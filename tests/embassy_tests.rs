//! Async polling loop, built only with the `embassy` feature

#![cfg(feature = "embassy")]

mod common;
use common::*;

use core::future::Future;
use moto_inputs::{DeviceKind, DriverState, PollingDriver, TickTimer, run};

fn assert_future<F: Future>(_: &F) {}

#[test]
fn run_takes_ownership_of_a_stopped_driver() {
    let registry = TestRegistry::new();
    registry
        .register(DeviceKind::Button, 0, &mut ScriptedPins::new())
        .unwrap();

    let driver: TestDriver<'_> =
        PollingDriver::new(&registry, ScriptedPins::new(), TickTimer::new(), config());
    assert_eq!(driver.state(), DriverState::Stopped);

    // Building the future does not start the ticker
    let polling = run(driver);
    assert_future(&polling);
    drop(polling);

    assert_eq!(registry.get(moto_inputs::InputId(0)), Ok(false));
}
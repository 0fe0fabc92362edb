//! Logging shims.
//!
//! Forward to `defmt` when the `defmt` feature is enabled and compile to
//! nothing otherwise. Arguments are still borrowed in the disabled case so
//! call sites do not trip unused-variable lints.

#![allow(unused)]

macro_rules! trace {
    ($s:literal $(, $x:expr)* $(,)?) => {
        {
            #[cfg(feature = "defmt")]
            ::defmt::trace!($s $(, $x)*);
            #[cfg(not(feature = "defmt"))]
            let _ = ($( & $x ),*);
        }
    };
}

macro_rules! debug {
    ($s:literal $(, $x:expr)* $(,)?) => {
        {
            #[cfg(feature = "defmt")]
            ::defmt::debug!($s $(, $x)*);
            #[cfg(not(feature = "defmt"))]
            let _ = ($( & $x ),*);
        }
    };
}

macro_rules! warn {
    ($s:literal $(, $x:expr)* $(,)?) => {
        {
            #[cfg(feature = "defmt")]
            ::defmt::warn!($s $(, $x)*);
            #[cfg(not(feature = "defmt"))]
            let _ = ($( & $x ),*);
        }
    };
}
//! AI service integration for image understanding
//!
//! Provides the interface to the Gemini generative-language API used to
//! analyze outfit photos, plus a scripted mock for tests.

pub mod gemini;
pub mod mime;
pub mod mock;

pub use gemini::{GeminiConnector, GeminiInferenceClient};
pub use mock::MockInferenceClient;

use crate::models::InferenceRequest;
use crate::Result;
use async_trait::async_trait;

/// The two black-box operations of the external inference service.
#[async_trait]
pub trait InferenceService: Send + Sync {
    /// Bare model identifiers (no `models/` prefix), as advertised by the
    /// provider.
    async fn list_models(&self) -> Result<Vec<String>>;

    /// Runs `request` against `model` and returns the generated text.
    async fn generate_content(&self, model: &str, request: &InferenceRequest) -> Result<String>;

    /// Text-only generation, used to probe whether a model is reachable.
    async fn generate_text(&self, model: &str, prompt: &str) -> Result<String>;
}

/// Builds a short-lived [`InferenceService`] from a credential.
///
/// One value is created per inbound request; nothing about the session
/// outlives it.
pub trait InferenceConnector: Send + Sync {
    fn connect(&self, api_key: String) -> Box<dyn InferenceService>;
}
//! Application orchestration for the outfit analysis flows.

use crate::ai::{GeminiConnector, InferenceConnector};
use crate::comparison::normalize_comparison;
use crate::fallback::{analyze_image, FailureKind, Success};
use crate::models::{Config, Credentials, ImageUpload, InferenceRequest};
use crate::{prompts, Result};
use serde::Serialize;
use serde_json::Value;
use std::collections::BTreeMap;
use tracing::{info, warn};

/// Models probed by [`App::check_models`], in recommendation order.
pub const PROBE_MODELS: [&str; 4] = [
    "gemini-pro-vision",
    "gemini-pro",
    "gemini-1.5-flash",
    "gemini-1.5-pro",
];

const NO_MODEL_AVAILABLE: &str = "사용 가능한 모델이 없습니다.";

#[derive(Debug, Clone, PartialEq, Serialize)]
pub struct ModelAvailability {
    pub available: bool,
    #[serde(skip_serializing_if = "Option::is_none")]
    pub error: Option<String>,
}

#[derive(Debug, Clone, Serialize)]
pub struct ModelCheckReport {
    pub message: String,
    pub results: BTreeMap<String, ModelAvailability>,
    pub recommendation: String,
}

/// Holds the per-request inference wiring shared by every handler.
pub struct App {
    connector: Box<dyn InferenceConnector>,
    credentials: Credentials,
}

/// Injectable service bundle used to construct [`App`] in tests/harnesses.
pub struct AppServices {
    pub connector: Box<dyn InferenceConnector>,
    pub credentials: Credentials,
}

impl App {
    /// Build an app from concrete service dependencies.
    pub fn with_services(services: AppServices) -> Self {
        Self {
            connector: services.connector,
            credentials: services.credentials,
        }
    }

    /// Construct an app talking to Gemini with the key from the environment.
    pub fn new(config: &Config) -> Result<Self> {
        // One connection pool shared by every per-request client.
        let http_client = reqwest::Client::builder().build()?;
        info!(
            "Inference provider: Gemini ({}, timeout {}s)",
            config.gemini_base_url,
            config.gemini_timeout.as_secs()
        );

        Ok(Self::with_services(AppServices {
            connector: Box::new(GeminiConnector::new(
                http_client,
                config.gemini_base_url.clone(),
                config.gemini_timeout,
            )),
            credentials: Credentials::Environment,
        }))
    }

    async fn run(&self, request: InferenceRequest) -> std::result::Result<Success, FailureKind> {
        let outcome = analyze_image(
            self.credentials.resolve(),
            self.connector.as_ref(),
            &request,
        )
        .await;
        info!("Attempted models: [{}]", outcome.attempted.join(", "));
        outcome.into_result().map_err(|failure| failure.kind)
    }

    /// Free-form outfit analysis.
    pub async fn analyze(&self, upload: ImageUpload) -> std::result::Result<String, FailureKind> {
        let request = InferenceRequest::new(
            prompts::instruction(prompts::ANALYZE),
            upload.bytes,
            upload.mime_type,
        );
        let success = self.run(request).await?;
        Ok(success.text)
    }

    /// Strict-JSON celebrity/budget comparison.
    pub async fn automate(&self, upload: ImageUpload) -> std::result::Result<Value, FailureKind> {
        let request = InferenceRequest::new(
            prompts::instruction(prompts::AUTOMATE),
            upload.bytes,
            upload.mime_type,
        )
        .structured();
        let success = self.run(request).await?;
        info!(
            "Comparison generated by {} ({} chars)",
            success.model,
            success.text.len()
        );
        normalize_comparison(&success.text)
    }

    /// Probes [`PROBE_MODELS`] one at a time with a text-only request.
    pub async fn check_models(&self) -> std::result::Result<ModelCheckReport, FailureKind> {
        let api_key = self
            .credentials
            .resolve()
            .ok_or(FailureKind::MissingCredential)?;
        let service = self.connector.connect(api_key);

        let mut results = BTreeMap::new();
        let mut recommendation = None;
        for model in PROBE_MODELS {
            let availability = match service.generate_text(model, prompts::PROBE).await {
                Ok(_) => {
                    info!("Model {} is available", model);
                    recommendation.get_or_insert(model);
                    ModelAvailability {
                        available: true,
                        error: None,
                    }
                }
                Err(e) => {
                    warn!("Model {} is unavailable: {}", model, e);
                    ModelAvailability {
                        available: false,
                        error: Some(e.to_string()),
                    }
                }
            };
            results.insert(model.to_string(), availability);
        }

        Ok(ModelCheckReport {
            message: "모델 가용성 확인 완료".to_string(),
            results,
            recommendation: recommendation.unwrap_or(NO_MODEL_AVAILABLE).to_string(),
        })
    }
}
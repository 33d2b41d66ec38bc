pub const ANALYZE: &str = include_str!("../data/prompts/analyze.txt");
pub const AUTOMATE: &str = include_str!("../data/prompts/automate.txt");

/// Text-only prompt used to check whether a model answers at all.
pub const PROBE: &str = "test";

/// Instruction text with surrounding whitespace removed.
pub fn instruction(template: &str) -> &str {
    template.trim()
}

#[cfg(test)]
mod tests {
    use super::*;

    #[test]
    fn test_prompts_are_non_empty() {
        assert!(!instruction(ANALYZE).is_empty());
        assert!(!instruction(AUTOMATE).is_empty());
    }

    #[test]
    fn test_automate_names_required_collections() {
        assert!(AUTOMATE.contains("\"celebrityItems\""));
        assert!(AUTOMATE.contains("\"budgetItems\""));
    }

    #[test]
    fn test_instruction_trims_trailing_newline() {
        assert!(!instruction(ANALYZE).ends_with('\n'));
    }
}
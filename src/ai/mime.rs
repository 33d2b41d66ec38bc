/// Media type assumed when an upload does not declare one.
pub const DEFAULT_IMAGE_MIME: &str = "image/jpeg";

/// Sniffs the media type of a local image from its magic bytes.
pub fn detect_image_mime(bytes: &[u8]) -> &'static str {
    match bytes {
        [0xFF, 0xD8, 0xFF, ..] => "image/jpeg",
        [0x89, 0x50, 0x4E, 0x47, ..] => "image/png",
        [0x52, 0x49, 0x46, 0x46, _, _, _, _, 0x57, 0x45, 0x42, 0x50, ..] => "image/webp",
        [b'G', b'I', b'F', b'8', ..] => "image/gif",
        _ => {
            tracing::warn!(
                "Unrecognized image format (first 4 bytes: {:02X?}), falling back to {}",
                &bytes[..bytes.len().min(4)],
                DEFAULT_IMAGE_MIME
            );
            DEFAULT_IMAGE_MIME
        }
    }
}

/// Declared upload media type, or [`DEFAULT_IMAGE_MIME`] when absent or blank.
pub fn declared_or_default(declared: Option<&str>) -> String {
    declared
        .map(str::trim)
        .filter(|m| !m.is_empty())
        .unwrap_or(DEFAULT_IMAGE_MIME)
        .to_string()
}
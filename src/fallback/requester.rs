use super::candidates::resolve_candidates;
use super::classify::{classify, FailureKind};
use crate::ai::{InferenceConnector, InferenceService};
use crate::models::InferenceRequest;
use crate::{Error, Result};
use std::future::Future;
use tracing::{error, info, warn};

const NO_CANDIDATES_DETAIL: &str = "no candidate models were attempted";

/// Raw result of walking a candidate list.
#[derive(Debug)]
pub struct Attempts<T> {
    /// Identifiers actually tried, in order.
    pub attempted: Vec<String>,
    /// First success together with the identifier that produced it.
    pub success: Option<(String, T)>,
    /// Error from the most recent failed attempt.
    pub last_error: Option<Error>,
}

/// Tries `attempt` for each candidate in order and stops at the first `Ok`.
///
/// Empty identifiers are skipped without being recorded. Each candidate is
/// tried at most once and attempts never overlap.
pub async fn first_success<T, F, Fut>(candidates: &[String], mut attempt: F) -> Attempts<T>
where
    F: FnMut(String) -> Fut,
    Fut: Future<Output = Result<T>>,
{
    let mut attempts = Attempts {
        attempted: Vec::new(),
        success: None,
        last_error: None,
    };

    for model in candidates {
        if model.trim().is_empty() {
            continue;
        }
        attempts.attempted.push(model.clone());

        info!("Trying model {}...", model);
        match attempt(model.clone()).await {
            Ok(value) => {
                info!("Model {} succeeded", model);
                attempts.success = Some((model.clone(), value));
                break;
            }
            Err(e) => {
                warn!("Model {} failed: {}", model, e);
                attempts.last_error = Some(e);
            }
        }
    }

    attempts
}

#[derive(Debug, Clone, PartialEq, Eq)]
pub struct Success {
    pub model: String,
    pub text: String,
}

#[derive(Debug, Clone, PartialEq, Eq)]
pub struct Failure {
    pub kind: FailureKind,
    /// Raw detail of the last attempt's error.
    pub detail: String,
}

/// Terminal result of one fallback run.
#[derive(Debug, Clone)]
pub struct AggregateOutcome {
    pub attempted: Vec<String>,
    pub result: std::result::Result<Success, Failure>,
}

impl AggregateOutcome {
    pub fn missing_credential() -> Self {
        Self {
            attempted: Vec::new(),
            result: Err(Failure {
                kind: FailureKind::MissingCredential,
                detail: FailureKind::MissingCredential.to_string(),
            }),
        }
    }

    pub fn is_success(&self) -> bool {
        self.result.is_ok()
    }

    pub fn text(&self) -> Option<&str> {
        self.result.as_ref().ok().map(|s| s.text.as_str())
    }

    pub fn into_result(self) -> std::result::Result<Success, Failure> {
        self.result
    }
}

impl From<Attempts<String>> for AggregateOutcome {
    fn from(attempts: Attempts<String>) -> Self {
        let result = match (attempts.success, attempts.last_error) {
            (Some((model, text)), _) => Ok(Success { model, text }),
            (None, Some(err)) => Err(Failure {
                kind: classify(&err),
                detail: err.to_string(),
            }),
            (None, None) => Err(Failure {
                kind: FailureKind::UpstreamError(NO_CANDIDATES_DETAIL.to_string()),
                detail: NO_CANDIDATES_DETAIL.to_string(),
            }),
        };

        if let Err(failure) = &result {
            error!(
                "All attempted models ({}) failed: {}",
                attempts.attempted.join(", "),
                failure.detail
            );
        }

        Self {
            attempted: attempts.attempted,
            result,
        }
    }
}

/// Runs an [`InferenceRequest`] across candidate models for one request.
pub struct FallbackRequester<'a> {
    service: &'a dyn InferenceService,
}

impl<'a> FallbackRequester<'a> {
    pub fn new(service: &'a dyn InferenceService) -> Self {
        Self { service }
    }

    /// Discovers candidates, then walks them until the first success.
    pub async fn request_with_fallback(&self, request: &InferenceRequest) -> AggregateOutcome {
        let candidates = resolve_candidates(self.service).await;
        self.request_with_candidates(&candidates, request).await
    }

    pub async fn request_with_candidates(
        &self,
        candidates: &[String],
        request: &InferenceRequest,
    ) -> AggregateOutcome {
        let service = self.service;
        first_success(candidates, |model| async move {
            service.generate_content(&model, request).await
        })
        .await
        .into()
    }
}

/// Entry point for the HTTP boundary and the CLI.
///
/// A missing credential short-circuits before any client is built or any
/// network call is made.
pub async fn analyze_image(
    credential: Option<String>,
    connector: &dyn InferenceConnector,
    request: &InferenceRequest,
) -> AggregateOutcome {
    let Some(api_key) = credential else {
        error!("Gemini API key is not configured");
        return AggregateOutcome::missing_credential();
    };

    let service = connector.connect(api_key);
    FallbackRequester::new(service.as_ref())
        .request_with_fallback(request)
        .await
}

#[cfg(test)]
mod tests {
    use super::*;
    use crate::ai::MockInferenceClient;
    use crate::fallback::STATIC_FALLBACK_MODELS;
    use pretty_assertions::assert_eq;

    fn request() -> InferenceRequest {
        InferenceRequest::new("analyze", vec![0xFF, 0xD8, 0xFF], "image/jpeg")
    }

    fn names(raw: &[&str]) -> Vec<String> {
        raw.iter().map(|s| s.to_string()).collect()
    }

    #[tokio::test]
    async fn test_nth_candidate_success_records_n_attempts() {
        let client = MockInferenceClient::new()
            .with_error("m1", "boom")
            .with_error("m2", "boom")
            .with_text("m3", "found it")
            .with_text("m4", "never reached");

        let outcome = FallbackRequester::new(&client)
            .request_with_candidates(&names(&["m1", "m2", "m3", "m4"]), &request())
            .await;

        assert_eq!(outcome.attempted, names(&["m1", "m2", "m3"]));
        assert_eq!(
            outcome.result,
            Ok(Success {
                model: "m3".to_string(),
                text: "found it".to_string()
            })
        );
        assert_eq!(client.calls(), names(&["m1", "m2", "m3"]));
    }

    #[tokio::test]
    async fn test_quota_then_auth_then_success() {
        let client = MockInferenceClient::new()
            .with_provider_error("m1", Some(429), Some("RESOURCE_EXHAUSTED"), "quota")
            .with_provider_error("m2", Some(400), Some("API_KEY_INVALID"), "bad key")
            .with_text("m3", "ok");

        let outcome = FallbackRequester::new(&client)
            .request_with_candidates(&names(&["m1", "m2", "m3"]), &request())
            .await;

        assert_eq!(outcome.text(), Some("ok"));
        assert_eq!(outcome.attempted, names(&["m1", "m2", "m3"]));
    }

    #[tokio::test]
    async fn test_all_generic_failures_keep_last_detail() {
        let client = MockInferenceClient::new()
            .with_error("m1", "m1 exploded")
            .with_error("m2", "m2 exploded")
            .with_error("m3", "m3 exploded");

        let outcome = FallbackRequester::new(&client)
            .request_with_candidates(&names(&["m1", "m2", "m3"]), &request())
            .await;

        assert_eq!(outcome.attempted, names(&["m1", "m2", "m3"]));
        let failure = outcome.into_result().unwrap_err();
        assert_eq!(
            failure.kind,
            FailureKind::UpstreamError("m3 exploded".to_string())
        );
        assert_eq!(failure.detail, "m3 exploded");
    }

    #[tokio::test]
    async fn test_last_failure_drives_classification() {
        let client = MockInferenceClient::new()
            .with_error("m1", "generic")
            .with_provider_error("m2", Some(429), None, "Too Many Requests");

        let outcome = FallbackRequester::new(&client)
            .request_with_candidates(&names(&["m1", "m2"]), &request())
            .await;

        assert_eq!(
            outcome.into_result().unwrap_err().kind,
            FailureKind::QuotaExceeded
        );
    }

    #[tokio::test]
    async fn test_empty_identifiers_are_skipped() {
        let client = MockInferenceClient::new().with_text("m1", "ok");

        let outcome = FallbackRequester::new(&client)
            .request_with_candidates(&names(&["", "  ", "m1"]), &request())
            .await;

        assert_eq!(outcome.attempted, names(&["m1"]));
        assert!(outcome.is_success());
    }

    #[tokio::test]
    async fn test_empty_candidate_list_synthesizes_detail() {
        let client = MockInferenceClient::new();

        let outcome = FallbackRequester::new(&client)
            .request_with_candidates(&[], &request())
            .await;

        assert!(outcome.attempted.is_empty());
        let failure = outcome.into_result().unwrap_err();
        assert_eq!(failure.detail, NO_CANDIDATES_DETAIL);
        assert!(client.calls().is_empty());
    }

    #[tokio::test]
    async fn test_discovered_candidates_are_used() {
        let client = MockInferenceClient::new()
            .with_models(&["models/gemini-2.5-flash", "models/text-embedding-004"])
            .with_text("gemini-2.5-flash", "discovered");

        let outcome = FallbackRequester::new(&client)
            .request_with_fallback(&request())
            .await;

        assert_eq!(outcome.attempted, names(&["gemini-2.5-flash"]));
        assert_eq!(outcome.text(), Some("discovered"));
    }

    #[tokio::test]
    async fn test_discovery_failure_alone_is_not_a_failure() {
        let client = MockInferenceClient::new().with_text("gemini-2.0-flash-exp", "fine");

        let outcome = FallbackRequester::new(&client)
            .request_with_fallback(&request())
            .await;

        assert_eq!(client.list_call_count(), 1);
        assert_eq!(outcome.attempted, names(&["gemini-2.0-flash-exp"]));
        assert!(outcome.is_success());
    }

    #[tokio::test]
    async fn test_every_static_candidate_fails_in_order() {
        let client = MockInferenceClient::new();

        let outcome = FallbackRequester::new(&client)
            .request_with_fallback(&request())
            .await;

        assert_eq!(outcome.attempted, names(&STATIC_FALLBACK_MODELS));
        assert_eq!(client.calls(), names(&STATIC_FALLBACK_MODELS));
        assert!(!outcome.is_success());
    }

    #[tokio::test]
    async fn test_missing_credential_short_circuits() {
        let connector = MockInferenceClient::new().with_text("gemini-2.0-flash-exp", "ok");

        let outcome = analyze_image(None, &connector, &request()).await;

        assert!(outcome.attempted.is_empty());
        assert_eq!(
            outcome.into_result().unwrap_err().kind,
            FailureKind::MissingCredential
        );
        assert!(connector.connected_keys().is_empty());
        assert_eq!(connector.list_call_count(), 0);
        assert!(connector.calls().is_empty());
    }

    #[tokio::test]
    async fn test_analyze_image_connects_with_credential() {
        let connector = MockInferenceClient::new().with_text("gemini-2.0-flash-exp", "ok");

        let outcome = analyze_image(Some("secret".to_string()), &connector, &request()).await;

        assert_eq!(connector.connected_keys(), names(&["secret"]));
        assert_eq!(outcome.text(), Some("ok"));
    }

    #[tokio::test]
    async fn test_first_success_is_generic_over_output() {
        let candidates = names(&["a", "bb", "ccc"]);

        let attempts = first_success(&candidates, |model| async move {
            if model.len() < 2 {
                Err(Error::Generic(format!("{} too short", model)))
            } else {
                Ok(model.len())
            }
        })
        .await;

        assert_eq!(attempts.attempted, names(&["a", "bb"]));
        assert_eq!(attempts.success, Some(("bb".to_string(), 2)));
        assert!(attempts.last_error.is_some());
    }
}
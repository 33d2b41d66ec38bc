//! HTTP boundary: multipart decoding, routing, and error-to-status mapping.

use crate::ai::mime::declared_or_default;
use crate::app::{App, ModelCheckReport};
use crate::fallback::FailureKind;
use crate::models::ImageUpload;
use crate::Result;
use axum::extract::multipart::{MultipartError, MultipartRejection};
use axum::extract::{DefaultBodyLimit, Multipart, State};
use axum::http::StatusCode;
use axum::response::{IntoResponse, Response};
use axum::routing::{get, post};
use axum::{Json, Router};
use serde_json::{json, Value};
use std::sync::Arc;
use tracing::{info, info_span, Instrument};
use uuid::Uuid;

/// Multipart field carrying the uploaded photo.
pub const IMAGE_FIELD: &str = "image";

const NO_IMAGE_MESSAGE: &str = "이미지가 제공되지 않았습니다.";
const IMAGE_TOO_LARGE_MESSAGE: &str = "이미지 파일이 너무 큽니다.";

/// JSON `{"error": message}` response with a status code.
#[derive(Debug)]
pub struct ApiError {
    status: StatusCode,
    message: String,
}

impl ApiError {
    pub fn bad_request(message: impl Into<String>) -> Self {
        Self {
            status: StatusCode::BAD_REQUEST,
            message: message.into(),
        }
    }
}

impl From<FailureKind> for ApiError {
    fn from(kind: FailureKind) -> Self {
        Self {
            status: StatusCode::INTERNAL_SERVER_ERROR,
            message: kind.to_string(),
        }
    }
}

impl IntoResponse for ApiError {
    fn into_response(self) -> Response {
        (self.status, Json(json!({ "error": self.message }))).into_response()
    }
}

impl From<MultipartError> for ApiError {
    fn from(err: MultipartError) -> Self {
        tracing::warn!("Failed to read multipart body: {}", err);
        match err.status() {
            StatusCode::PAYLOAD_TOO_LARGE => Self {
                status: StatusCode::PAYLOAD_TOO_LARGE,
                message: IMAGE_TOO_LARGE_MESSAGE.to_string(),
            },
            _ => Self::bad_request(NO_IMAGE_MESSAGE),
        }
    }
}

type ApiResult<T> = std::result::Result<Json<T>, ApiError>;

/// Reads the `image` field; a missing or empty upload is a `400`.
async fn read_image(
    multipart: std::result::Result<Multipart, MultipartRejection>,
) -> std::result::Result<ImageUpload, ApiError> {
    let mut multipart = multipart.map_err(|rejection| {
        tracing::warn!("Request is not multipart: {}", rejection.body_text());
        ApiError::bad_request(NO_IMAGE_MESSAGE)
    })?;

    while let Some(field) = multipart.next_field().await? {
        if field.name() != Some(IMAGE_FIELD) {
            continue;
        }
        let mime_type = declared_or_default(field.content_type());
        let bytes = field.bytes().await?;
        if bytes.is_empty() {
            break;
        }
        tracing::debug!("Received {} byte {} upload", bytes.len(), mime_type);
        return Ok(ImageUpload {
            bytes: bytes.to_vec(),
            mime_type,
        });
    }
    Err(ApiError::bad_request(NO_IMAGE_MESSAGE))
}

fn request_span(route: &'static str) -> tracing::Span {
    info_span!("request", id = %Uuid::new_v4(), route)
}

async fn analyze_handler(
    State(app): State<Arc<App>>,
    multipart: std::result::Result<Multipart, MultipartRejection>,
) -> ApiResult<Value> {
    async move {
        let upload = read_image(multipart).await?;
        let text = app.analyze(upload).await?;
        info!("Analysis complete ({} chars)", text.len());
        Ok::<_, ApiError>(Json(json!({ "result": text })))
    }
    .instrument(request_span("analyze"))
    .await
}

async fn automate_handler(
    State(app): State<Arc<App>>,
    multipart: std::result::Result<Multipart, MultipartRejection>,
) -> ApiResult<Value> {
    async move {
        let upload = read_image(multipart).await?;
        let comparison = app.automate(upload).await?;
        info!("Comparison complete");
        Ok::<_, ApiError>(Json(comparison))
    }
    .instrument(request_span("automate"))
    .await
}

async fn check_models_handler(State(app): State<Arc<App>>) -> ApiResult<ModelCheckReport> {
    async move { Ok::<_, ApiError>(Json(app.check_models().await?)) }
        .instrument(request_span("check-models"))
        .await
}

pub fn router(app: Arc<App>, max_upload_bytes: usize) -> Router {
    Router::new()
        .route("/api/analyze", post(analyze_handler))
        .route("/api/automate", post(automate_handler))
        .route("/api/check-models", get(check_models_handler))
        .layer(DefaultBodyLimit::max(max_upload_bytes))
        .with_state(app)
}

/// Serves `router` on an already-bound listener until the process stops.
pub async fn serve(listener: tokio::net::TcpListener, router: Router) -> Result<()> {
    info!("Listening on {}", listener.local_addr()?);
    axum::serve(listener, router).await?;
    Ok(())
}

#[cfg(test)]
mod tests {
    use super::*;

    #[test]
    fn test_failure_kinds_map_to_server_error() {
        let err = ApiError::from(FailureKind::QuotaExceeded);
        assert_eq!(err.status, StatusCode::INTERNAL_SERVER_ERROR);
        assert_eq!(
            err.message,
            "API 사용량 한도를 초과했습니다. 잠시 후 다시 시도해주세요."
        );
    }

    #[test]
    fn test_bad_request() {
        let err = ApiError::bad_request(NO_IMAGE_MESSAGE);
        assert_eq!(err.status, StatusCode::BAD_REQUEST);
        assert_eq!(err.into_response().status(), StatusCode::BAD_REQUEST);
    }
}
┄┄┄┄┄┄┄┄┄┄
EXERCISE GOAL: Report only a number, the count of lines in the listing that contain the word "ModelAvailability".

EXPECTED ANSWER: 4